Our blog mixes inspirational tales with posts on the business/tech side of travel. Titles are usually a dead giveaway, but subjects may vary. You’ll see both sides – that’s a good thing.
Where does innovation come from? According to one popular theme – reinforced by TV shows like HBO’s Silicon Valley – new technologies and products come from a group of hoodie and jeans clad wunderkind techies cranking out code in a dark, dank garage.
They work tirelessly towards launch, arguing over coffee and microbrews about how to make their product hella awesome. At launch the product meets reality. Often it fails because it was developed in an internal bubble, with little regard for how it will be received by customers.
The history of new product launches is littered with the rejected carcasses of seemingly brilliant yet ill-conceived ideas (RIP Pets.com spokes-puppet). Old skool marketers will also recall one of the greatest blunders of all time, New Coke. Wha? Yes, back in 1985 Coca-Cola executives thought they’d mess with the formula that made their soft drink a global phenomenon. It was one of the worst marketing blunders of all time – largely because they completely underestimated how their customers would react.
ALEXA, WHERE WERE YOU BORN?
Contrast that with Amazon, where new product ideas are vetted by how attractive they will be to consumers. Each idea basically starts with a one-page press release. This forces the erstwhile inventor to answer the very difficult question: why should consumers give a damn? It’s a great place to start and one I suggest every product manager or inventor puts to use.

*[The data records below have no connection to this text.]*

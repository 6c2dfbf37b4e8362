use std::collections::BTreeMap;

use super::{Optimizer, OptimizerKind, OptimizerState, optimizer::check_len};
use crate::Result;

const MOMENTUM_BUFFER: &str = "momentum_buffer";

/// Stochastic gradient descent with momentum and L2 weight decay.
#[derive(Debug)]
pub struct Sgd {
    len: usize,
    lr: f32,
    momentum: f32,
    weight_decay: f32,
    steps: u64,
    velocity: Option<Box<[f32]>>,
}

impl Sgd {
    /// Creates a new `Sgd` optimizer.
    ///
    /// # Arguments
    /// * `len` - The amount of parameters this instance should hold.
    /// * `lr` - The small coefficient that modulates the amount of training per update.
    /// * `momentum` - The decay of the velocity, `0` disables it.
    /// * `weight_decay` - The L2 penalty added to the gradient.
    pub fn new(len: usize, lr: f32, momentum: f32, weight_decay: f32) -> Self {
        Self {
            len,
            lr,
            momentum,
            weight_decay,
            steps: 0,
            velocity: None,
        }
    }
}

impl Optimizer for Sgd {
    fn step(&mut self, params: &mut [f32], grad: &[f32]) -> Result<()> {
        check_len(params, grad, self.len)?;

        let Self {
            lr,
            momentum: mu,
            weight_decay: wd,
            ..
        } = *self;

        self.steps += 1;

        if mu == 0. {
            params
                .iter_mut()
                .zip(grad)
                .for_each(|(p, g)| *p -= lr * (g + wd * *p));
            return Ok(());
        }

        let len = self.len;
        let first = self.velocity.is_none();
        let velocity = self
            .velocity
            .get_or_insert_with(|| vec![0.; len].into_boxed_slice());

        params
            .iter_mut()
            .zip(grad)
            .zip(velocity.iter_mut())
            .for_each(|((p, g), v)| {
                let d = g + wd * *p;
                *v = if first { d } else { mu * *v + d };
                *p -= lr * *v;
            });

        Ok(())
    }

    fn lr(&self) -> f32 {
        self.lr
    }

    fn set_lr(&mut self, lr: f32) {
        self.lr = lr;
    }

    fn state(&self) -> OptimizerState {
        let mut buffers = BTreeMap::new();
        if let Some(velocity) = &self.velocity {
            buffers.insert(MOMENTUM_BUFFER.to_string(), velocity.to_vec());
        }

        OptimizerState {
            kind: OptimizerKind::Sgd,
            lr: self.lr,
            steps: self.steps,
            buffers,
        }
    }

    fn load_state(&mut self, mut state: OptimizerState) -> Result<()> {
        state.expect_kind(OptimizerKind::Sgd)?;

        self.velocity = state.take_buffer(MOMENTUM_BUFFER, self.len)?;
        self.lr = state.lr;
        self.steps = state.steps;
        Ok(())
    }
}
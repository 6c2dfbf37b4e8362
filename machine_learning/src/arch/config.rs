use serde::{Deserialize, Serialize};

use crate::{MlErr, Result};

/// The shape of a spiking MLP-Mixer.
#[derive(Debug, Clone, PartialEq, Eq, Serialize, Deserialize)]
pub struct MixerConfig {
    pub image_size: usize,
    pub channels: usize,
    pub patch_size: usize,
    pub hidden_dim: usize,
    pub tokens_mlp_dim: usize,
    pub channels_mlp_dim: usize,
    pub num_blocks: usize,
    pub num_classes: usize,
}

impl MixerConfig {
    /// Resolves a registered model name into its configuration.
    ///
    /// # Arguments
    /// * `name` - One of `mixer` or `mixer-tiny`.
    /// * `image_size` - The side of the square input images.
    ///
    /// # Returns
    /// The validated configuration, or an `InvalidConfig` error for unknown
    /// names and image sizes the patches don't tile.
    pub fn named(name: &str, image_size: usize) -> Result<Self> {
        let (patch_size, hidden_dim, tokens_mlp_dim, channels_mlp_dim, num_blocks) = match name {
            "mixer" => (4, 128, 64, 512, 4),
            "mixer-tiny" => (8, 16, 8, 32, 1),
            other => {
                return Err(MlErr::InvalidConfig(format!("unknown model {other}")));
            }
        };

        let config = Self {
            image_size,
            channels: 3,
            patch_size,
            hidden_dim,
            tokens_mlp_dim,
            channels_mlp_dim,
            num_blocks,
            num_classes: 10,
        };

        config.validate()?;
        Ok(config)
    }

    pub fn validate(&self) -> Result<()> {
        let dims = [
            ("image_size", self.image_size),
            ("channels", self.channels),
            ("patch_size", self.patch_size),
            ("hidden_dim", self.hidden_dim),
            ("tokens_mlp_dim", self.tokens_mlp_dim),
            ("channels_mlp_dim", self.channels_mlp_dim),
            ("num_classes", self.num_classes),
        ];

        if let Some((what, _)) = dims.iter().find(|(_, v)| *v == 0) {
            return Err(MlErr::InvalidConfig(format!("{what} must be positive")));
        }

        if self.image_size % self.patch_size != 0 {
            return Err(MlErr::InvalidConfig(format!(
                "image size {} is not a multiple of the patch size {}",
                self.image_size, self.patch_size
            )));
        }

        Ok(())
    }

    /// The amount of patches along one side of the image.
    pub fn patches_per_side(&self) -> usize {
        self.image_size / self.patch_size
    }

    /// The amount of patches (tokens) per image.
    pub fn num_patches(&self) -> usize {
        self.patches_per_side().pow(2)
    }

    /// The amount of values in one patch.
    pub fn patch_dim(&self) -> usize {
        self.channels * self.patch_size.pow(2)
    }

    /// The amount of values in one flattened input image.
    pub fn input_dim(&self) -> usize {
        self.channels * self.image_size.pow(2)
    }
}
use std::ops::Range;

use ndarray::{linalg, prelude::*};
use rand::RngCore;
use rand_distr::{Distribution, Uniform};

use crate::{MlErr, Result, arch::ParamLayout};

/// A fully connected layer, `y = x·W + b`, applied to every row of its input.
#[derive(Debug, Clone)]
pub struct Linear {
    dim: (usize, usize),
    weight: Range<usize>,
    bias: Range<usize>,

    // Forward metadata
    x: Option<Array2<f32>>,
}

impl Linear {
    /// Creates a new `Linear` and registers its parameters.
    ///
    /// # Arguments
    /// * `layout` - The model's parameter layout.
    /// * `prefix` - The name prefix of this layer's tensors.
    /// * `dim` - The input and output feature counts.
    pub fn new(layout: &mut ParamLayout, prefix: &str, dim: (usize, usize)) -> Self {
        Self {
            dim,
            weight: layout.push(format!("{prefix}.weight"), &[dim.0, dim.1]),
            bias: layout.push(format!("{prefix}.bias"), &[dim.1]),
            x: None,
        }
    }

    /// Writes initial parameters, sampled from `U(-1/sqrt(fan_in), 1/sqrt(fan_in))`.
    pub fn init(&self, params: &mut [f32], rng: &mut dyn RngCore) -> Result<()> {
        let bound = 1. / (self.dim.0 as f32).sqrt();
        let dist = Uniform::new_inclusive(-bound, bound)
            .map_err(|e| MlErr::InvalidConfig(format!("linear init: {e}")))?;

        for p in &mut params[self.weight.start..self.bias.end] {
            *p = dist.sample(&mut *rng);
        }

        Ok(())
    }

    pub fn forward(&mut self, params: &[f32], x: Array2<f32>) -> Result<Array2<f32>> {
        if x.ncols() != self.dim.0 {
            return Err(MlErr::SizeMismatch {
                what: "linear input features",
                got: x.ncols(),
                expected: self.dim.0,
            });
        }

        let (w, b) = self.view_params(params)?;
        let z = x.dot(&w) + &b;

        self.x = Some(x);
        Ok(z)
    }

    pub fn backward(
        &mut self,
        params: &[f32],
        grad: &mut [f32],
        d: Array2<f32>,
    ) -> Result<Array2<f32>> {
        let x = self
            .x
            .take()
            .ok_or(MlErr::NoForwardCache { layer: "linear" })?;

        let (mut dw, mut db) = self.view_grad(grad)?;
        linalg::general_mat_mul(1.0, &x.t(), &d, 1.0, &mut dw);
        db += &d.sum_axis(Axis(0));

        let (w, _) = self.view_params(params)?;
        Ok(d.dot(&w.t()))
    }

    /// Gives a view of the raw parameter slice as the weights and biases of this layer.
    fn view_params<'a>(&self, params: &'a [f32]) -> Result<(ArrayView2<'a, f32>, ArrayView1<'a, f32>)> {
        let weights = ArrayView2::from_shape(self.dim, &params[self.weight.clone()])?;
        let biases = ArrayView1::from_shape(self.dim.1, &params[self.bias.clone()])?;
        Ok((weights, biases))
    }

    /// Gives a view of the raw gradient slice as the delta weights and delta biases of this layer.
    fn view_grad<'a>(
        &self,
        grad: &'a mut [f32],
    ) -> Result<(ArrayViewMut2<'a, f32>, ArrayViewMut1<'a, f32>)> {
        let (dw_raw, db_raw) = grad[self.weight.start..self.bias.end].split_at_mut(self.weight.len());
        let dw = ArrayViewMut2::from_shape(self.dim, dw_raw)?;
        let db = ArrayViewMut1::from_shape(self.dim.1, db_raw)?;
        Ok((dw, db))
    }
}

#[cfg(test)]
mod tests {
    use rand::{SeedableRng, rngs::StdRng};

    use super::*;

    #[test]
    fn forward_and_backward_match_hand_computation() {
        let mut layout = ParamLayout::new();
        let mut fc = Linear::new(&mut layout, "fc", (2, 1));
        let params = [2.0, -1.0, 0.5];
        let mut grad = vec![0.; layout.size()];

        let x = array![[1.0, 3.0], [0.0, 1.0]];
        let y = fc.forward(&params, x).unwrap();
        assert_eq!(y, array![[-0.5], [-0.5]]);

        let dx = fc.backward(&params, &mut grad, array![[1.0], [2.0]]).unwrap();
        assert_eq!(grad, vec![1.0, 5.0, 3.0]);
        assert_eq!(dx, array![[2.0, -1.0], [4.0, -2.0]]);
    }

    #[test]
    fn init_stays_within_bounds() {
        let mut layout = ParamLayout::new();
        let fc = Linear::new(&mut layout, "fc", (16, 4));
        let mut params = vec![0.; layout.size()];

        fc.init(&mut params, &mut StdRng::seed_from_u64(7)).unwrap();
        assert!(params.iter().all(|p| p.abs() <= 0.25));
        assert!(params.iter().any(|&p| p != 0.));
    }

    #[test]
    fn backward_without_forward_fails() {
        let mut layout = ParamLayout::new();
        let mut fc = Linear::new(&mut layout, "fc", (2, 2));
        let params = vec![0.; layout.size()];
        let mut grad = params.clone();

        let err = fc.backward(&params, &mut grad, Array2::zeros((1, 2)));
        assert!(matches!(err, Err(MlErr::NoForwardCache { .. })));
    }
}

That’s easy to do for a small startup team, but what about the VP of Marketing or Product in a large organization? Internal biases can be hard to avert. There’s also pressure from in-house technology departments. Filled with experts in their space, they understandably want to be seen as innovators in creating whatever their internal customers need. But they may be limited by existing infrastructure or processes. Market or investor pressure to show returns on existing products is also a factor at startups or large organizations.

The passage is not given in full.